Plaintiff argues that her claims may proceed under the Federal Tort Claims Act. But the district court found that two different exceptions to the Act's limited waiver required dismissal of her claims, concluding (1) that the Feres doctrine barred Plaintiff's tort claims for Clendening's exposure to contaminated water and other toxins while living at Camp Lejeune, and (2) that to the extent a failure-to-warn claim survived Feres , it was also barred under the discretionary-function exception. Clendening , 2020 WL 3404733, at *4–6.

Plaintiff challenges both conclusions on appeal. First, she asserts that the Feres doctrine does not apply to this case because Clendening's exposure was not "incident to any military project" and because the "[G]overnment's conduct served no military purpose." Opening Br. at 24. Alternatively, she asks that, should this Court find Feres applies, we abridge or overturn it. Second, Plaintiff argues that the discretionary-function exception does not apply to the military's failure to provide clean drinking water nor to its subsequent failure to warn. We address each issue in turn.

A.

We first consider the applicability of what's known as the Feres doctrine.
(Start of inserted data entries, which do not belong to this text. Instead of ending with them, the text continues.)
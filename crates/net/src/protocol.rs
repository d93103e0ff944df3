//! Network protocol message types
//!
//! All messages are JSON-serialized and length-prefixed on the wire.
//! Room actions carry no room or participant id: both come from the
//! connection's binding, set by a successful `join`.

use pokerroom_core::{Deck, Participant, Room, RoomConfig, RoomId, Tally, VoteValue};
use serde::{Deserialize, Serialize};

/// Acknowledgment text for a join against a missing room without config
pub const ROOM_NOT_FOUND: &str = "room not found";

/// Messages sent by a client
#[derive(Debug, Clone, PartialEq, Serialize, Deserialize)]
#[serde(tag = "type", rename_all = "snake_case", rename_all_fields = "camelCase")]
pub enum ClientMessage {
    /// Join a room, creating it when absent and a config is supplied
    Join {
        room_id: RoomId,
        participant: Participant,
        #[serde(default)]
        config: Option<RoomConfig>,
    },
    AddSubjects { subjects: Vec<String> },
    RemoveSubject { index: usize },
    StartSession,
    NextRound,
    ResetSession,
    CastVote { value: VoteValue },
    RevealVotes,
    /// Leave the bound room without closing the connection
    Leave,
    Ping,
}

/// Messages sent by the server
#[derive(Debug, Clone, PartialEq, Serialize, Deserialize)]
#[serde(tag = "type", rename_all = "snake_case", rename_all_fields = "camelCase")]
pub enum ServerMessage {
    /// Direct answer to `join`, sent to the joiner only
    JoinAck {
        success: bool,
        #[serde(default, skip_serializing_if = "Option::is_none")]
        room: Option<Room>,
        #[serde(default, skip_serializing_if = "Option::is_none")]
        deck: Option<Deck>,
        #[serde(default, skip_serializing_if = "Option::is_none")]
        error: Option<String>,
    },

    /// Full room snapshot, pushed to every connection in the room.
    /// Carries the active round's statistics once it is revealed.
    RoomState {
        room: Room,
        #[serde(default, skip_serializing_if = "Option::is_none")]
        tally: Option<Tally>,
    },

    /// A room action named a room that no longer exists
    RoomNotFound { room_id: RoomId },

    /// Request could not be processed
    Error { message: String },

    Pong,

    /// Server is shutting down
    ServerShutdown,
}

impl ServerMessage {
    pub fn join_accepted(room: Room) -> Self {
        let deck = room.config.deck_type.deck();
        ServerMessage::JoinAck {
            success: true,
            room: Some(room),
            deck: Some(deck),
            error: None,
        }
    }

    pub fn room_state(room: Room) -> Self {
        let tally = room
            .current_round()
            .and_then(|round| Tally::for_revealed(round, room.active_participant_count()));
        ServerMessage::RoomState { room, tally }
    }

    pub fn join_rejected(reason: impl Into<String>) -> Self {
        ServerMessage::JoinAck {
            success: false,
            room: None,
            deck: None,
            error: Some(reason.into()),
        }
    }

    pub fn error(message: impl Into<String>) -> Self {
        ServerMessage::Error {
            message: message.into(),
        }
    }
}
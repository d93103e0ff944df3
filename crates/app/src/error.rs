//! Error types for the pokerroom binary

use std::path::PathBuf;

use thiserror::Error;

#[derive(Error, Debug)]
pub enum AppError {
    #[error("Failed to read config {path:?}: {source}")]
    ConfigRead {
        path: PathBuf,
        #[source]
        source: std::io::Error,
    },

    #[error("Invalid config {path:?}: {source}")]
    ConfigParse {
        path: PathBuf,
        #[source]
        source: toml::de::Error,
    },

    #[error("Invalid value for {key}: {value:?}")]
    InvalidEnv { key: &'static str, value: String },

    #[error("Network error: {0}")]
    Net(#[from] pokerroom_net::Error),

    #[error("IO error: {0}")]
    Io(#[from] std::io::Error),
}

pub type Result<T> = std::result::Result<T, AppError>;
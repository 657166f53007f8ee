//! Repath: relative path computation and filesystem path utilities.
//!
//! The core is [`relative_path`], which computes the shortest relative
//! expression between two filesystem paths using `..` segments, the way
//! common operating systems express one. Around it sit the pieces the
//! computation needs: canonicalization, a platform [`PathStyle`]
//! describing separators and case sensitivity, and case-aware text
//! search. A thread-safe random generator and a file-move helper round
//! out the toolkit.

pub mod canonical;
pub mod error;
pub mod fsops;
pub mod random;
pub mod relative;
pub mod style;
pub mod text;

pub use canonical::{canonical_string, canonicalize};
pub use error::{PathError, Result};
pub use relative::{relative_path, relative_path_between};
pub use style::PathStyle;
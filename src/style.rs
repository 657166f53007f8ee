//! Platform path-style description.
//!
//! A `PathStyle` carries the directory separator convention and the case
//! sensitivity used for path comparison. It is passed explicitly into the
//! relative-path routines instead of being read from ambient process
//! state, so a caller can resolve paths for a foreign platform.

/// Separator and comparison convention for a filesystem path family.
#[derive(Debug, Clone, Copy, PartialEq, Eq)]
pub struct PathStyle {
    /// Primary directory separator, used when assembling output.
    pub separator: char,
    /// Alternate separator accepted on input, if the platform has one.
    pub alt_separator: Option<char>,
    /// Whether path comparison distinguishes case.
    pub case_sensitive: bool,
}

impl PathStyle {
    /// POSIX convention: `/` only, case-sensitive.
    pub const fn posix() -> Self {
        Self {
            separator: '/',
            alt_separator: None,
            case_sensitive: true,
        }
    }

    /// Windows convention: `\` primary, `/` accepted, case-insensitive.
    pub const fn windows() -> Self {
        Self {
            separator: '\\',
            alt_separator: Some('/'),
            case_sensitive: false,
        }
    }

    /// The convention of the platform this crate was compiled for.
    ///
    /// Case sensitivity follows the default filesystem of the target OS:
    /// insensitive on Windows and Apple platforms, sensitive elsewhere.
    pub const fn host() -> Self {
        if cfg!(windows) {
            Self::windows()
        } else {
            Self {
                separator: '/',
                alt_separator: None,
                case_sensitive: !cfg!(any(target_os = "macos", target_os = "ios")),
            }
        }
    }

    /// Whether `c` delimits path segments under this style.
    pub fn is_separator(&self, c: char) -> bool {
        c == self.separator || Some(c) == self.alt_separator
    }

    /// Compare two characters under this style's case sensitivity.
    ///
    /// Any two separator characters compare equal, so a mixed-separator
    /// input still matches its normalized counterpart.
    pub fn chars_equal(&self, a: char, b: char) -> bool {
        if self.is_separator(a) && self.is_separator(b) {
            return true;
        }
        if self.case_sensitive {
            a == b
        } else {
            a.to_lowercase().eq(b.to_lowercase())
        }
    }
}

impl Default for PathStyle {
    fn default() -> Self {
        Self::host()
    }
}

#[cfg(test)]
mod tests {
    use super::*;

    #[test]
    fn posix_accepts_only_forward_slash() {
        let style = PathStyle::posix();
        assert!(style.is_separator('/'));
        assert!(!style.is_separator('\\'));
    }

    #[test]
    fn windows_accepts_both_separators() {
        let style = PathStyle::windows();
        assert!(style.is_separator('\\'));
        assert!(style.is_separator('/'));
    }

    #[test]
    fn case_insensitive_comparison_folds_case() {
        let style = PathStyle::windows();
        assert!(style.chars_equal('F', 'f'));
        assert!(style.chars_equal('\\', '/'));
        assert!(!style.chars_equal('a', 'b'));
    }

    #[test]
    fn case_sensitive_comparison_distinguishes_case() {
        let style = PathStyle::posix();
        assert!(!style.chars_equal('F', 'f'));
        assert!(style.chars_equal('F', 'F'));
    }
}
//! Error types for path computation and filesystem helpers.

use std::path::PathBuf;

/// Errors produced by this crate.
///
/// There is no retry path anywhere: every computation is deterministic,
/// so a failed call fails identically on retry with the same inputs.
#[derive(Debug, thiserror::Error)]
pub enum PathError {
    /// An input path argument was empty. Raised before any computation.
    #[error("path argument `{arg}` must not be empty")]
    EmptyInput { arg: &'static str },

    /// A filesystem operation failed (canonicalization, move). The error
    /// is surfaced as-is; this crate never reinterprets it.
    #[error("filesystem operation failed for {path}: {source}")]
    Filesystem {
        path: PathBuf,
        #[source]
        source: std::io::Error,
    },
}

pub type Result<T> = std::result::Result<T, PathError>;
//! Relative path computation.
//!
//! Computes the shortest relative expression from one absolute path to
//! another: `..` segments walk up out of the base, then the remainder of
//! the target is appended. Paths on different roots have no relative
//! expression, so the target is returned unchanged.
//!
//! The core routine is pure and stateless. It operates on canonical path
//! strings and never touches the filesystem; all I/O happens in the
//! [`crate::canonical`] collaborator before the computation starts.

use crate::canonical::canonical_string;
use crate::error::{PathError, Result};
use crate::style::PathStyle;

/// Compute the relative path from `base` to `target`.
///
/// Both inputs are canonicalized first, so relative input is resolved
/// against the current working directory and symlinks are followed.
/// Comparison uses the host platform's separator and case convention.
///
/// Returns `"."` when both inputs denote the same path, and the
/// canonical `target` verbatim when the two paths share no root.
///
/// # Errors
///
/// `PathError::EmptyInput` if either argument is empty, and
/// `PathError::Filesystem` if canonicalization fails.
pub fn relative_path(base: &str, target: &str) -> Result<String> {
    if base.is_empty() {
        return Err(PathError::EmptyInput { arg: "base" });
    }
    if target.is_empty() {
        return Err(PathError::EmptyInput { arg: "target" });
    }

    let base = canonical_string(base)?;
    let target = canonical_string(target)?;

    let result = relative_path_between(&PathStyle::host(), &base, &target);
    tracing::debug!(%base, %target, %result, "computed relative path");

    Ok(result)
}

/// Compute the relative path from `base` to `target`, both already in
/// canonical form, under an explicit [`PathStyle`].
///
/// Pure and side-effect free: identical inputs always produce identical
/// output, and the function is safe to call concurrently without
/// coordination.
///
/// A trailing separator on `target` is preserved in the result; a
/// trailing separator on either input is otherwise insignificant, so two
/// paths differing only by one yield `"."`.
pub fn relative_path_between(style: &PathStyle, base: &str, target: &str) -> String {
    let from: Vec<char> = base.chars().collect();
    let to: Vec<char> = target.chars().collect();

    // Different roots cannot share a relative expression.
    if !roots_equal(style, &from, &to) {
        return target.to_string();
    }

    let mut common = common_path_length(style, &from, &to);
    if common == 0 {
        return target.to_string();
    }

    // Trailing separators are not significant for comparison.
    let mut from_len = from.len();
    if ends_in_separator(style, &from) {
        from_len -= 1;
    }
    let to_ends_in_separator = ends_in_separator(style, &to);
    let mut to_len = to.len();
    if to_ends_in_separator {
        to_len -= 1;
    }

    if from_len == to_len && common >= from_len {
        return ".".to_string();
    }

    // One ".." per base segment past the common prefix, then the
    // remainder of the target, joined once at the end.
    let mut segments: Vec<String> = Vec::new();

    if common < from_len {
        segments.push("..".to_string());
        for i in common + 1..from_len {
            if style.is_separator(from[i]) {
                segments.push("..".to_string());
            }
        }
    } else if common < to.len() && style.is_separator(to[common]) {
        // No parent segments: swallow the separator that would otherwise
        // lead the remainder.
        common += 1;
    }

    let mut difference_len = to_len as isize - common as isize;
    if to_ends_in_separator {
        difference_len += 1;
    }
    if difference_len > 0 {
        let remainder: String = to[common..common + difference_len as usize].iter().collect();
        segments.push(remainder);
    }

    let separator = style.separator.to_string();
    segments.join(separator.as_str())
}

/// Whether the last character of `path` is a directory separator.
fn ends_in_separator(style: &PathStyle, path: &[char]) -> bool {
    matches!(path.last(), Some(&c) if style.is_separator(c))
}

/// Length in characters of the root portion of `path`.
///
/// POSIX roots are the single leading separator. Windows-style paths
/// additionally have drive-letter roots (`C:`, `C:\`) and UNC roots
/// spanning server and share (`\\server\share`).
fn root_length(style: &PathStyle, path: &[char]) -> usize {
    if style.separator == '\\' {
        // UNC: both leading separators, the server name, and the share.
        if path.len() >= 2 && style.is_separator(path[0]) && style.is_separator(path[1]) {
            let mut i = 2;
            while i < path.len() && !style.is_separator(path[i]) {
                i += 1;
            }
            if i < path.len() {
                i += 1;
                while i < path.len() && !style.is_separator(path[i]) {
                    i += 1;
                }
            }
            return i;
        }

        // Drive letter, with the separator when present.
        if path.len() >= 2 && path[0].is_ascii_alphabetic() && path[1] == ':' {
            if path.len() >= 3 && style.is_separator(path[2]) {
                return 3;
            }
            return 2;
        }
    }

    if !path.is_empty() && style.is_separator(path[0]) {
        return 1;
    }

    0
}

/// Whether two paths sit on the same root, compared under the style's
/// case sensitivity.
fn roots_equal(style: &PathStyle, from: &[char], to: &[char]) -> bool {
    let from_root = root_length(style, from);
    let to_root = root_length(style, to);

    from_root == to_root && (0..from_root).all(|i| style.chars_equal(from[i], to[i]))
}

/// Count of leading characters the two paths share, truncated so the
/// count never splits a path segment mid-name.
fn common_path_length(style: &PathStyle, from: &[char], to: &[char]) -> usize {
    let max = from.len().min(to.len());
    let mut common = 0;
    while common < max && style.chars_equal(from[common], to[common]) {
        common += 1;
    }

    if common == 0 {
        return 0;
    }

    // A count reaching the end of either path is a segment boundary only
    // if the other path ends or continues with a separator.
    if common == from.len() && (common == to.len() || style.is_separator(to[common])) {
        return common;
    }
    if common == to.len() && style.is_separator(from[common]) {
        return common;
    }

    // Otherwise back up to the last whole segment.
    while common > 0 && !style.is_separator(from[common - 1]) {
        common -= 1;
    }

    common
}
Shortly after the Federal Tort Claims Act became law in 1946, the Supreme Court considered a series of cases in which service members or their executors sued the United States for injuries sustained "due to negligence of others in the armed forces." Feres , 340 U.S. at 138, 71 S.Ct. 153 (1950). The Court concluded that "the Government is not liable under the Federal Tort Claims Act for injuries to servicemen where the injuries arise out of or are in the course of activity incident to service. " Id. at 146, 71 S.Ct. 153 (emphasis added).2

There is no "specific element-based or bright-line rule" for determining whether certain conduct was "incident to service."3 Aikens v. Ingram , 811 F.3d 643, 650 (4th Cir. 2016), as amended (Feb. 1, 2016) (citing United States v. Shearer , 473 U.S. 52, 57, 105 S.Ct. 3039, 87 L.Ed.2d 38 (1985) ). Instead, we must ask whether "particular suits would call into...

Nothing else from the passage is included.